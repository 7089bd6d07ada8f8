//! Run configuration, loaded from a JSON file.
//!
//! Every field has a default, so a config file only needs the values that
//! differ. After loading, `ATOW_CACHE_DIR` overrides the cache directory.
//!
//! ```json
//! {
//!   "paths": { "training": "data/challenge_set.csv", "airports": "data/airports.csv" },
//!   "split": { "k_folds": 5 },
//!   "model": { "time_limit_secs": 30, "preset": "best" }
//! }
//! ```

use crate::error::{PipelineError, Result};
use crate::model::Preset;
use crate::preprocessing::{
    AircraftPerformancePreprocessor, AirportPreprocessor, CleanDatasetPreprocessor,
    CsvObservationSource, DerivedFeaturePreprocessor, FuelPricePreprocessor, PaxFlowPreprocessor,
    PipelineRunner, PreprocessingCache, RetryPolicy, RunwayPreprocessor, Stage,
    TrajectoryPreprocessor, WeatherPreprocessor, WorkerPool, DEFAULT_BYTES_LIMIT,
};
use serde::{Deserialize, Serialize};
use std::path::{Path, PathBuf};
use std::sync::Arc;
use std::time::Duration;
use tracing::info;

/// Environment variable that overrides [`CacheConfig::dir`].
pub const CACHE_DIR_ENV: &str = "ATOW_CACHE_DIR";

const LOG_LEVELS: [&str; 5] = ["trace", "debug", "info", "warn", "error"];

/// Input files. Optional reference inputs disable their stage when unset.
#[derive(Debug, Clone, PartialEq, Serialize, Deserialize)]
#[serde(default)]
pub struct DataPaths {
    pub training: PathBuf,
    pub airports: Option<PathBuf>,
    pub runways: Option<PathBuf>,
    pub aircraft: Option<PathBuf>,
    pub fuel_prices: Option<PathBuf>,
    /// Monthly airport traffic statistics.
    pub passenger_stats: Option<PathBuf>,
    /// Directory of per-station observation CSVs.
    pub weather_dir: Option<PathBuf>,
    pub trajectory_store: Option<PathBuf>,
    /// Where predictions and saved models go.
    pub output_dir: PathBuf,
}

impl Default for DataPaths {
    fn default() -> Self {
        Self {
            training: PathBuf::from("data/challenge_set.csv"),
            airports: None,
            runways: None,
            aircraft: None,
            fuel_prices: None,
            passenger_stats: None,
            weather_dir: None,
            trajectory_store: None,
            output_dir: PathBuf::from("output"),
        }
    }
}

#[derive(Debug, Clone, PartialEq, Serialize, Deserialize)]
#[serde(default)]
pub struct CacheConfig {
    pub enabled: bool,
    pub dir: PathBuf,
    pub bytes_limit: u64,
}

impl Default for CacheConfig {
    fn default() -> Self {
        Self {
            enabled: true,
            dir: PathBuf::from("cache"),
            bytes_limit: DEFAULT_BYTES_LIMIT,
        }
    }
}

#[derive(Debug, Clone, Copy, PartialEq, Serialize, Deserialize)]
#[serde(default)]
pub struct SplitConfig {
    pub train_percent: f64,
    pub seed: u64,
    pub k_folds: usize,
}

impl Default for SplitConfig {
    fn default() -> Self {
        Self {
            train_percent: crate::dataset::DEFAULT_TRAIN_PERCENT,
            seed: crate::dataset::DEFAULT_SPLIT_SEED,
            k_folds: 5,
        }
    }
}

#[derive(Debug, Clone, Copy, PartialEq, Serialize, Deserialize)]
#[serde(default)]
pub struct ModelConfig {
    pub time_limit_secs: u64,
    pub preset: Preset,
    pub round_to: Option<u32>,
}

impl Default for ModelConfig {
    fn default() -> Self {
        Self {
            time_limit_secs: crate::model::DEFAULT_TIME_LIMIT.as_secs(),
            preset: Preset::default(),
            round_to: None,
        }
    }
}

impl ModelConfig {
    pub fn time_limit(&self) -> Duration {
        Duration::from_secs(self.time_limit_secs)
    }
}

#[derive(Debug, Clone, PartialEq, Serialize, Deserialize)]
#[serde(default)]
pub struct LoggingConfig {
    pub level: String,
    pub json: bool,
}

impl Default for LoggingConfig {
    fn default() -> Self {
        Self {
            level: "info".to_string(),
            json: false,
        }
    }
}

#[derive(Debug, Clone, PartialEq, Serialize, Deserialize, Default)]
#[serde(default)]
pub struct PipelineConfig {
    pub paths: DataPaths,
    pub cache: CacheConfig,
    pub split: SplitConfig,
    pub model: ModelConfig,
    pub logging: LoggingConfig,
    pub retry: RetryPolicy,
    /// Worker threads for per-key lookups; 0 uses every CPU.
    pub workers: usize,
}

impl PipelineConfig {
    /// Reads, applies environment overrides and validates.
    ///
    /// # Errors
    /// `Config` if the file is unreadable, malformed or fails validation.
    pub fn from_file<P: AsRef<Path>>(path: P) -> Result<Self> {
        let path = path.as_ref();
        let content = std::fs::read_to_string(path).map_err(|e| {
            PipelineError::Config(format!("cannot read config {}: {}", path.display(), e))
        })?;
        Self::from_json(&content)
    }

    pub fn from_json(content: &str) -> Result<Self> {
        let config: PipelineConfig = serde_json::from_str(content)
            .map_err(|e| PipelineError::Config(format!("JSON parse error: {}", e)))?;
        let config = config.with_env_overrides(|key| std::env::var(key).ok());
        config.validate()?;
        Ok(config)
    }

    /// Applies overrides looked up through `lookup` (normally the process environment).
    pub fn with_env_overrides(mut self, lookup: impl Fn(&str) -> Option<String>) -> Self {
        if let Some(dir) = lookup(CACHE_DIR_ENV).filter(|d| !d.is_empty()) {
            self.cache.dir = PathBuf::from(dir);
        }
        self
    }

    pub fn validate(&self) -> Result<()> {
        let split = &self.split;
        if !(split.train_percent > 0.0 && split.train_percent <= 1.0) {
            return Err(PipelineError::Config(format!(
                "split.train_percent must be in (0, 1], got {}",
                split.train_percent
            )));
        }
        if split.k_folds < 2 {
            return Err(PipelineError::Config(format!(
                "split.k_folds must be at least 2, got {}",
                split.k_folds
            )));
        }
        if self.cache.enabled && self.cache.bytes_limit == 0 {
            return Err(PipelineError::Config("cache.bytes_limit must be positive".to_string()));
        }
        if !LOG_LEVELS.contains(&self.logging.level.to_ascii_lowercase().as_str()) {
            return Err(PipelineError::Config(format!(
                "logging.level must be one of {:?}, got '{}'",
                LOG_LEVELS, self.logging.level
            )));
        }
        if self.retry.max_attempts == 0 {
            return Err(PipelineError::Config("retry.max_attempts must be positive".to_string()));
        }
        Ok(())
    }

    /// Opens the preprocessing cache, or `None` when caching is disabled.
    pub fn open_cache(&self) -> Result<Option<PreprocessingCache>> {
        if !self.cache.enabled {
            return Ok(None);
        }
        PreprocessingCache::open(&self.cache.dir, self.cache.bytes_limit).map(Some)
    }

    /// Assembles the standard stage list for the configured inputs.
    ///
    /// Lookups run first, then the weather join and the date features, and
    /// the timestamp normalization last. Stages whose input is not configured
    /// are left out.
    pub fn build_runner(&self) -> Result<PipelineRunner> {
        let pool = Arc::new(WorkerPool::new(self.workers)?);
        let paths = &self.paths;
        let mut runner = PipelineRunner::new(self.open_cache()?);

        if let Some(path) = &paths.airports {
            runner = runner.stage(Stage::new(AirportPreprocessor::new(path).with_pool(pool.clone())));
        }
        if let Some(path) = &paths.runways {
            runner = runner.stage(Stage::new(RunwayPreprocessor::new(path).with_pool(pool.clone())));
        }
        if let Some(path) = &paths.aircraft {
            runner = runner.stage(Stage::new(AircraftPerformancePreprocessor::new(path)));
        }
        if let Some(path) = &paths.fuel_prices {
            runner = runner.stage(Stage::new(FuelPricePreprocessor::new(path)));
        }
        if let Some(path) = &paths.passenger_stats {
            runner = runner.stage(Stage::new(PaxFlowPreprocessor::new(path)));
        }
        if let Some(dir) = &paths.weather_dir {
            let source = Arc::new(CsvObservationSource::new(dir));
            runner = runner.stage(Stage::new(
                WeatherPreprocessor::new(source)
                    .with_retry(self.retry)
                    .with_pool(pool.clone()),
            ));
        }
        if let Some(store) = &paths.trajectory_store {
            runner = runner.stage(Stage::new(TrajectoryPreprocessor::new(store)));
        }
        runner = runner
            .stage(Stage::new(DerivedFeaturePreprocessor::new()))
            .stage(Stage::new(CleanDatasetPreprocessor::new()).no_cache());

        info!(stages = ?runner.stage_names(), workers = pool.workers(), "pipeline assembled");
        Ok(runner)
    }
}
________
**Task to complete:**
Search the entries for the word "Result" and copy every line that has it.

**Task solution:**
use crate::error::{PipelineError, Result};
    pub fn from_file<P: AsRef<Path>>(path: P) -> Result<Self> {
    pub fn from_json(content: &str) -> Result<Self> {
    pub fn validate(&self) -> Result<()> {
    pub fn open_cache(&self) -> Result<Option<PreprocessingCache>> {
    pub fn build_runner(&self) -> Result<PipelineRunner> {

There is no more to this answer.